Written by Lisa Fields
Conversations about gender and sexuality can bring up a lot of different emotions. Anger can be one of them. But it’s important to remember that anger is not a primary emotion, but a secondary one. If you feel anger when you talk about these subjects, it can sometimes be the result of unmet expectations.
When our expectations go unmet, we may experience anger. Of course, we are not limited to that emotion; we can experience sadness, disappointment, betrayal, etc. All these are part of the human experience.
If we are going to have conversations with our children about sexuality and gender, it’s important to understand the emotions that stem from our own expectations of our children. Knowing ourselves and our own expectations before we enter into difficult conversations will set us up to interact more productively. If we are unaware of our expectations, we will be unaware of how, or when, our own disappointment can trigger us. This may produce unfruitful conversations that could cause lasting emotional and/or spiritual damage to our children.
Every parent has hopes and dreams for their children. You may hope for a better life for your children than you’ve had. You may hope they have an easier road. You may hope they have a healthy marriage that lasts. You may hope they graduate from college. You may want them to have children, and that you can have grandchildren. You may hope that they become productive citizens in the world.
You may want them to be fit and healthy. You may want them to love God and follow him. You may want them to attend church. You may want them to become the model student or star athlete you always wanted to be. You may see them as your second chance, an opportunity to right all your wrongs.
You may also want them to identify with the gender they were assigned at birth. You may want them to identify as heterosexual.
Take a moment to honestly reflect on your hopes and dreams for your children, and then answer:
- What hopes and dreams (or expectations) do you have for your kids?
As you think about your expectations for your own children, it may also be helpful to think about the expectations your parents had for you.
- What hopes and dreams did your parents have for you? How did those expectations make you feel as a child?
Being aware of our own expectations and the impact of our parents’ expectations on us will allow us to enter into conversations with more self-awareness and empathy. To be clear, expectations are normal; every relationship has expectations.
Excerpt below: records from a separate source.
//! Infrastructure layer for filesystem, environment, and URL concerns.
//!
//! - [`paths`]: Config and data directory resolution, tilde expansion
//! - [`navigation_url`]: Resolves navigation targets against the server base URL

pub mod paths;

pub use paths::{config_dir, data_dir, default_config_path, expand_tilde};

use crate::app::NavigationTarget;
use crate::domain::{LiveSearchError, Result};
use reqwest::Url;

/// Resolves `target` to an absolute URL on the server at `base`.
///
/// Paths replace whatever path `base` has, matching how the search endpoint is
/// resolved. Path segments and the query are percent-encoded.
///
/// # Errors
///
/// Returns [`LiveSearchError::Config`] if `base` cannot carry a path (for
/// example a `mailto:` URL).
///
/// # Examples
///
/// ```
/// use livesearch::app::NavigationTarget;
/// use livesearch::infrastructure::navigation_url;
/// use reqwest::Url;
///
/// let base = Url::parse("http://localhost:8080").unwrap();
/// let target = NavigationTarget::EditUser { id: "65f0c1".to_string() };
/// assert_eq!(navigation_url(&base, &target).unwrap().as_str(), "http://localhost:8080/edit/65f0c1");
/// ```
pub fn navigation_url(base: &Url, target: &NavigationTarget) -> Result<Url> {
    let mut url = base.clone();
    url.set_query(None);
    url.set_fragment(None);

    {
        let mut segments = url
            .path_segments_mut()
            .map_err(|()| LiveSearchError::Config(format!("base_url {base} cannot be a base")))?;
        segments.clear();
        match target {
            NavigationTarget::EditUser { id } => {
                segments.extend(["edit", id.as_str()]);
            }
            NavigationTarget::SearchPage { .. } => {
                segments.push("search");
            }
        }
    }

    if let NavigationTarget::SearchPage { query } = target {
        url.query_pairs_mut().append_pair("q", query.as_str());
    }

    Ok(url)
}

#[cfg(test)]
mod tests {
    use super::*;
    use crate::domain::SearchQuery;

    fn base(s: &str) -> Url {
        Url::parse(s).unwrap()
    }

    #[test]
    fn edit_user_replaces_the_base_path() {
        let target = NavigationTarget::EditUser {
            id: "a/b".to_string(),
        };
        let url = navigation_url(&base("https://users.example.com/admin/?x=1#top"), &target).unwrap();
        assert_eq!(url.as_str(), "https://users.example.com/edit/a%2Fb");
    }

    #[test]
    fn search_page_encodes_the_query() {
        let target = NavigationTarget::SearchPage {
            query: SearchQuery::from_raw("  ann lee&co "),
        };
        let url = navigation_url(&base("http://localhost:8080"), &target).unwrap();
        assert_eq!(url.as_str(), "http://localhost:8080/search?q=ann+lee%26co");
    }

    #[test]
    fn cannot_be_a_base_urls_are_rejected() {
        let target = NavigationTarget::EditUser {
            id: "1".to_string(),
        };
        assert!(matches!(
            navigation_url(&base("mailto:someone@example.com"), &target),
            Err(LiveSearchError::Config(_))
        ));
    }
}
However, not all expectations are helpful. We cannot fully love who our children are if we are too attached to who we expect them to be. What’s more, our children are not the sum total of our expectations—they were created by God with steps that He has ordered for them. The plans God has for them may be very different from the expectations we have for them, but God’s plan for them is always best.
Part of the reason we need to be able to honestly name our expectations is so that we can grieve them when they are not met. Part of being able to love who our children are is grieving who we wanted them to be. Allowing ourselves to go through the process of grief will better position us to have better conversations with our children.
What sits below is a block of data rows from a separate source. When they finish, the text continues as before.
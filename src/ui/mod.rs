//! User interface rendering layer with component-based architecture.
//!
//! This module turns view models into ANSI-styled frames through composable
//! rendering components. It provides theme support, screen geometry shared with
//! mouse hit-testing, and fuzzy match highlighting.
//!
//! # Architecture
//!
//! The UI layer follows a declarative rendering model:
//!
//! ```text
//! AppState → compute_viewmodel → UIViewModel → render → ANSI frame
//! ```
//!
//! # Modules
//!
//! - [`viewmodel`]: View model types representing renderable UI state
//! - [`layout`]: Screen geometry (search bar, dropdown, status, footer)
//! - [`renderer`]: Top-level rendering coordinator
//! - [`components`]: Composable UI component renderers
//! - [`helpers`]: Frame buffer and highlighting utilities
//! - [`theme`]: Color scheme definitions and ANSI escape sequence generation

pub mod components;
pub mod helpers;
pub mod layout;
pub mod renderer;
pub mod theme;
pub mod viewmodel;

pub use layout::{Layout, Rect};
pub use renderer::render;
pub use theme::Theme;
pub use viewmodel::{
    DropdownInfo, FooterInfo, HeaderInfo, SearchBarInfo, StatusInfo, SuggestionItem, UIViewModel,
};
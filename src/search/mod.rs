//! Outbound user search.
//!
//! - [`backend`]: The [`SearchBackend`] trait the worker calls
//! - [`http`]: [`HttpSearchClient`], the reqwest implementation

pub mod backend;
pub mod http;

pub use backend::SearchBackend;
pub use http::{HttpSearchClient, SEARCH_PATH};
- What does grief over unmet expectations look like for you?
One of the emotions that may rise up during conversations about gender and sexuality is fear. Sometimes our fears can be rooted in our own shortcomings around gender and sexuality. What if my child is struggling like I struggled as a child? What if they are experimenting like I experimented? What if they are just like me? These questions can grip the heart of a parent and paralyze them.
If you want your child to be better than you, the idea that your child may be just like you may haunt you. If you are still battling your own shame and guilt, it may be difficult to navigate a conversation about these things with your child. Before you enter into the conversation, take some time to reflect on your own journey around gender and sexuality.
- What was your journey with your gender identity and sexuality? Did you ever have questions about it, or was it easy for you to fit the role that was culturally expected of you?
- How did your parents respond to your journey?
- What do you wish your parents had done differently?
- How do you think God viewed you in the midst of your questions, desires, or early sexual behavior?
Answering these questions honestly should help you create a game plan around your approach when engaging with your children.
Many parents experience a lot of anxiety around the gender and sexuality of their children. They may wonder what it says about them if their child is gay or identifies with a different gender than the one they were assigned at birth. They may begin to wonder how their church will look at them. Their dreams of grandkids may start to feel unrealistic. Their dream of the wedding they wanted for their child may start to seem impossible. They begin to fear all their hopes for their child may never manifest.
Can you relate?
- What are your fears around your child’s sexuality and gender identity?
Another challenge around children’s gender and sexual identity is their relationship with God. Some parents may begin to question the salvation of their child based on their gender and sexual identity. They may begin to wonder whether their child is destined for heaven or hell. Panic may grip their heart at the idea of their child not spending eternity in heaven with them.
Has that thought ever crossed your mind?
- Are we concerned about our child’s relationship with God because of their gender or sexual identity, or have we always had this concern?
- Are you more concerned with your child’s sexuality or salvation?
As you answer these questions, we pray that they help you become more aware of your own emotions and expectations around your children, and that you are better able to engage this conversation with grace, empathy, love and truth.